§ What to do: Your output should be each line from the material below that has the word "VolumeDown".

§ Given data:

+ + +

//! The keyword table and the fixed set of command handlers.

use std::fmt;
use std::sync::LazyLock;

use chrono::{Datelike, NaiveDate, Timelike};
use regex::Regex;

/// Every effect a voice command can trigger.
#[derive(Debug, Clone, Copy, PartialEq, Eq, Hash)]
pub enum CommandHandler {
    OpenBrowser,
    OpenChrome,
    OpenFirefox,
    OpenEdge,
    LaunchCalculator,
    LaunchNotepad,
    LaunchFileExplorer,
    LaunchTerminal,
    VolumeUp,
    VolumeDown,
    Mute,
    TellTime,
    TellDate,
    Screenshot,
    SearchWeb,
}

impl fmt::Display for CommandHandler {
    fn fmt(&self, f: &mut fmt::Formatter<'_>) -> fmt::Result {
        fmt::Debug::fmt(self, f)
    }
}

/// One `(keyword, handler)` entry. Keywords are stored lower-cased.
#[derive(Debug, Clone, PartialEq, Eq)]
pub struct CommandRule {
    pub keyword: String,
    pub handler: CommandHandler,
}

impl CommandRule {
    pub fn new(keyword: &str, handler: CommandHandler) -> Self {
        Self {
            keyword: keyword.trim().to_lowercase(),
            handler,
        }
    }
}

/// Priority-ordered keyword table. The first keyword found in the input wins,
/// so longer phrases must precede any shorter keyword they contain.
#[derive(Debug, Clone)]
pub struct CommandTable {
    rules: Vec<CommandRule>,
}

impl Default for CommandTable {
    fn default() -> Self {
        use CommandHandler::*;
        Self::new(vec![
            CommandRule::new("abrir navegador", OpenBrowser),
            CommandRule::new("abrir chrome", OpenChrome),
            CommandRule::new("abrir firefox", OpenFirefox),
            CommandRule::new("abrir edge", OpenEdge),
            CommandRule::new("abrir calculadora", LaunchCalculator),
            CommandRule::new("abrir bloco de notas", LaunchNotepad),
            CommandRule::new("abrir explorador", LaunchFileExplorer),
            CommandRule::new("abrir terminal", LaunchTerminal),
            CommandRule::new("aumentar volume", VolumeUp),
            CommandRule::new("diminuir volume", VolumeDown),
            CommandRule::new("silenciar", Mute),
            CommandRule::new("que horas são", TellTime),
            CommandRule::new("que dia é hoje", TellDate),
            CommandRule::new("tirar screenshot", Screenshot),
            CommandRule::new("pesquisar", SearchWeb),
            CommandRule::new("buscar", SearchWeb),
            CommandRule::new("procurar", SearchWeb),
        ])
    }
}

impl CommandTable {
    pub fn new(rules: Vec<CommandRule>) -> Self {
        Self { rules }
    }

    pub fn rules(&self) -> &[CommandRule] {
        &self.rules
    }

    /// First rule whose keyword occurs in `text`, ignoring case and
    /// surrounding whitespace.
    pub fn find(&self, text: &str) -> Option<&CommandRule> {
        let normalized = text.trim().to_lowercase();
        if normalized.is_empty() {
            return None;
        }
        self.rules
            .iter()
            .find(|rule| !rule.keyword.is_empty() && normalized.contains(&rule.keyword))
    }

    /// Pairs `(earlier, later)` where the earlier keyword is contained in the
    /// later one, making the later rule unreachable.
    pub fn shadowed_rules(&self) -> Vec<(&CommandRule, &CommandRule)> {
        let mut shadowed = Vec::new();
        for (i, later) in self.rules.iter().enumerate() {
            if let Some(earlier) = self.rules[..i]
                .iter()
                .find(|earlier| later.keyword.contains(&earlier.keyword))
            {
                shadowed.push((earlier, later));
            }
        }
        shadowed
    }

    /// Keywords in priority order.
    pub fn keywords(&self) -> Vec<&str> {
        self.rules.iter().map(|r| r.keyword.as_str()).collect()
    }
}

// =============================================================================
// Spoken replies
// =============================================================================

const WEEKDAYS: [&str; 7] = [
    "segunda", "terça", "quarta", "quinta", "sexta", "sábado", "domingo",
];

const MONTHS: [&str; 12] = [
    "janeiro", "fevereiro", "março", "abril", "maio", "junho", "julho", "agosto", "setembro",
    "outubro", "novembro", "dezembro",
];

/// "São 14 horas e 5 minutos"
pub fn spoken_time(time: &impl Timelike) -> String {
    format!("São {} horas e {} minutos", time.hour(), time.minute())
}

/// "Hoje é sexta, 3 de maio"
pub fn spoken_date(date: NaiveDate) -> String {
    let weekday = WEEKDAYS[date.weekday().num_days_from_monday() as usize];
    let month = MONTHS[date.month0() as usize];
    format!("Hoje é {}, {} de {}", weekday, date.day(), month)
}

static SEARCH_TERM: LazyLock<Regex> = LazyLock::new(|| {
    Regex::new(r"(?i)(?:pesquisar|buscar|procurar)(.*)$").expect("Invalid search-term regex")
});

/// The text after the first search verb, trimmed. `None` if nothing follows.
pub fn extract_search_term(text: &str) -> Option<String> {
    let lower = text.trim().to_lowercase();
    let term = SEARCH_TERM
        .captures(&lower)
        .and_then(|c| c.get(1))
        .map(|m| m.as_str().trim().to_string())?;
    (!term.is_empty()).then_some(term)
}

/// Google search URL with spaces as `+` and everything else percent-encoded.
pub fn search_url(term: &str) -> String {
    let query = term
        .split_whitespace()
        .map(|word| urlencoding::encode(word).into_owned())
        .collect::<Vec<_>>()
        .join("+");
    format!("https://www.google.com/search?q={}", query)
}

+ + +

§ Exercise result:
    VolumeDown,
            CommandRule::new("diminuir volume", VolumeDown),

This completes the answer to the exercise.